Extinct genus of reptiles

Dasygnathoides is an extinct genus of pseudosuchian from the Late Triassic (Carnian) Lossiemouth Sandstone of Scotland.

==Classification==
"Dasygnathus" longidens was erected by Thomas Huxley for a maxilla from the Lossiemouth Sandstone in 1877. The genus name Dasygnathus had already been used for a coleopteran insect, so Oskar Kuhn renamed it Dasygnathoides. Although synonymized with Ornithosuchus by Walker (1964), a 2016 study found Dasygnathoides indeterminate beyond Pseudosuchia. For this reason, many paleontologists consider 'Dasygnathoides a nomen dubium.

The lack of synapomorphies shared by ornithosuchids indicates that Dasygnathoides was not an ornithosuchid as previously thought, but there are no links between it and any other family of pseudosuchians.
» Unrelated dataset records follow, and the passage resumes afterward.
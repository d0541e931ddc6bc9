//! Port definitions: traits that adapters implement.
//!
//! Ports are the boundaries between the application core and the outside world.
//! They are defined here (in `app`) so that both the use-case layer and the
//! adapter layer can depend on them without creating circular dependencies.

pub mod storage;

pub use storage::IncomingPhoneNumberRepository;
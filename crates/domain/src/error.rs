//! Common error types used across the workspace.
//!
//! Each layer defines its own typed errors and converts into
//! [`ProvisioningError`] at port boundaries.

/// Top-level error returned by services and repository ports.
#[derive(Debug, thiserror::Error)]
pub enum ProvisioningError {
    /// A domain invariant was violated.
    #[error("validation error")]
    Validation(#[from] ValidationError),

    /// A requested record does not exist.
    #[error("not found")]
    NotFound(#[from] NotFoundError),

    /// The underlying store failed. The boxed error is the adapter's own
    /// error type, with its source chain intact.
    #[error("storage error")]
    Storage(#[source] Box<dyn std::error::Error + Send + Sync>),
}

/// Domain invariant violations.
#[derive(Debug, thiserror::Error, PartialEq, Eq)]
pub enum ValidationError {
    /// The phone number is empty or only whitespace.
    #[error("phone number must not be empty")]
    EmptyPhoneNumber,

    /// No owning account was given.
    #[error("phone number must belong to an account")]
    MissingAccount,

    /// A search filter names neither an account nor an organization.
    #[error("search filter must be scoped to an account or an organization")]
    MissingScope,
}

/// A lookup by identifier found nothing.
#[derive(Debug, thiserror::Error, PartialEq, Eq)]
#[error("{entity} {id} not found")]
pub struct NotFoundError {
    pub entity: &'static str,
    pub id: String,
}
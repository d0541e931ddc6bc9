//! Incoming phone number service: use-cases for provisioning numbers.

use provisioning_domain::error::{NotFoundError, ProvisioningError};
use provisioning_domain::filter::IncomingPhoneNumberFilter;
use provisioning_domain::id::{AccountSid, IncomingPhoneNumberSid};
use provisioning_domain::phone_number::IncomingPhoneNumber;
use provisioning_domain::time;

use crate::ports::IncomingPhoneNumberRepository;

/// One page of search results together with the unpaginated total.
#[derive(Debug, Clone, PartialEq, Eq)]
pub struct Page {
    pub numbers: Vec<IncomingPhoneNumber>,
    pub total: u64,
}

/// Application service for incoming phone number operations.
pub struct IncomingPhoneNumberService<R> {
    repo: R,
}

impl<R: IncomingPhoneNumberRepository> IncomingPhoneNumberService<R> {
    /// Create a new service backed by the given repository.
    pub fn new(repo: R) -> Self {
        Self { repo }
    }

    /// Register a new number after validating domain invariants.
    ///
    /// Missing creation and update timestamps are set to the current time.
    ///
    /// # Errors
    ///
    /// Returns [`ProvisioningError::Validation`] if invariants fail, or a
    /// storage error propagated from the repository.
    #[tracing::instrument(
        skip(self, number),
        fields(sid = %number.sid, phone_number = %number.phone_number)
    )]
    pub async fn register(
        &self,
        mut number: IncomingPhoneNumber,
    ) -> Result<IncomingPhoneNumber, ProvisioningError> {
        number.validate()?;
        let now = time::now();
        number.date_created.get_or_insert(now);
        number.date_updated.get_or_insert(now);
        self.repo.add(number.clone()).await?;
        Ok(number)
    }

    /// Look up a number by Sid, returning an error if not found.
    ///
    /// # Errors
    ///
    /// Returns [`ProvisioningError::NotFound`] when no number with `sid`
    /// exists, or a storage error from the repository.
    #[tracing::instrument(skip(self))]
    pub async fn get(
        &self,
        sid: IncomingPhoneNumberSid,
    ) -> Result<IncomingPhoneNumber, ProvisioningError> {
        self.repo.get(sid).await?.ok_or_else(|| {
            NotFoundError {
                entity: "IncomingPhoneNumber",
                id: sid.to_string(),
            }
            .into()
        })
    }

    /// List every number owned by an account.
    ///
    /// # Errors
    ///
    /// Returns a storage error propagated from the repository.
    pub async fn list_for_account(
        &self,
        account_sid: AccountSid,
    ) -> Result<Vec<IncomingPhoneNumber>, ProvisioningError> {
        self.repo.get_by_account(account_sid).await
    }

    /// Return one page of numbers matching `filter` and the total match count.
    ///
    /// # Errors
    ///
    /// Returns [`ProvisioningError::Validation`] if the filter has no account
    /// or organization scope, or a storage error from the repository.
    #[tracing::instrument(skip(self, filter), fields(mode = ?filter.mode))]
    pub async fn search(
        &self,
        filter: IncomingPhoneNumberFilter,
    ) -> Result<Page, ProvisioningError> {
        filter.validate()?;
        let total = self.repo.count(filter.clone()).await?;
        let numbers = self.repo.get_by_filter(filter).await?;
        Ok(Page { numbers, total })
    }

    /// Find the regex-provisioned numbers that route `filter.phone_number`.
    ///
    /// # Errors
    ///
    /// Returns [`ProvisioningError::Validation`] if the filter has no account
    /// or organization scope, or a storage error from the repository.
    #[tracing::instrument(skip(self, filter), fields(phone_number = ?filter.phone_number))]
    pub async fn match_regex(
        &self,
        filter: IncomingPhoneNumberFilter,
    ) -> Result<Vec<IncomingPhoneNumber>, ProvisioningError> {
        filter.validate()?;
        self.repo.get_by_regex(filter).await
    }

    /// Update an existing number, stamping `date_updated`.
    ///
    /// # Errors
    ///
    /// Returns [`ProvisioningError::Validation`] if invariants fail, or a
    /// storage error from the repository.
    #[tracing::instrument(skip(self, number), fields(sid = %number.sid))]
    pub async fn update(
        &self,
        mut number: IncomingPhoneNumber,
    ) -> Result<IncomingPhoneNumber, ProvisioningError> {
        number.validate()?;
        number.date_updated = Some(time::now());
        self.repo.update(number.clone()).await?;
        Ok(number)
    }

    /// Release a number by Sid.
    ///
    /// # Errors
    ///
    /// Returns a storage error propagated from the repository.
    #[tracing::instrument(skip(self))]
    pub async fn release(&self, sid: IncomingPhoneNumberSid) -> Result<(), ProvisioningError> {
        self.repo.remove(sid).await
    }

    /// Release every number owned by an account.
    ///
    /// # Errors
    ///
    /// Returns a storage error propagated from the repository.
    #[tracing::instrument(skip(self))]
    pub async fn release_all(&self, account_sid: AccountSid) -> Result<(), ProvisioningError> {
        self.repo.remove_by_account(account_sid).await
    }
}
It has remained impossible to resolve further. The morphology of the maxilla is quite different from aetosaurs, silesaurids, erpetosuchians, saurischians or ornithischians. The interdental plates also differ greatly from erythrosuchids and proterosuchids. Dasygnathoides cannot be assigned to any particular group of pseudosuchians at present. It is probably the first or only specimen of an entirely new group.

==History==
Thomas Huxley first found the maxilla in the Lossiemouth Sandstone in 1859, and originally identified it as Stagonolepis, due to its very similar tooth implantation pattern. He later changed his mind and reidentified it as a new species, "Dasygnathus". This name later had to be changed in 1961 as it had already been used for a beetle.

In 1964, the specimen of Dasygnathoides was compared with all the known Ornithosuchus specimens and then synonymized by Walker. This was due to the shared presence of 'rear forking' at the posterior end of the maxillae, only nine maxillary teeth, and the similarity between their right pterygoid bones.

In 2016, M. Belén von Baczko and M. Ezcurra reassessed this synonymization and found that Dasygnathoides was in fact a much larger and quite different species to Ornithosuchus, and not even an ornithosuchid.

==Features==
Dasygnathoides is known from a right maxilla and pterygoid, a partial vertebra, a haemal arch and a phalanx, an articular and an osteoderm. They all come from the same animal. There was also a small radius and ulna found in the slab, but this was far too small to have been from the same specimen and can probably be discounted as stomach contents.

The total skull length is estimated to have been about 450 mm, almost twice as long as the largest Ornithosuchus skull found, and the entire animal was probably between 3 and 4 metres long. It is the largest predatory tetrapod known from Triassic Scotland.

===Maxilla (ELGNM 1)===
The maxilla found has four teeth remaining in it and nine interdental plates, showing that five teeth are missing. The total length of the maxilla is 195 mm and the teeth range from 29.5 mm to 53.5 mm long. The teeth are posteriorly curved and have sharp edges, indicating that they might have been used as blades to slice flesh rather than merely to impale and grip. The interdental plates are pentagonal, would have formed the medial walls of the tooth sockets, and in life were richly supplied with blood vessels, giving them a rather wrinkled look.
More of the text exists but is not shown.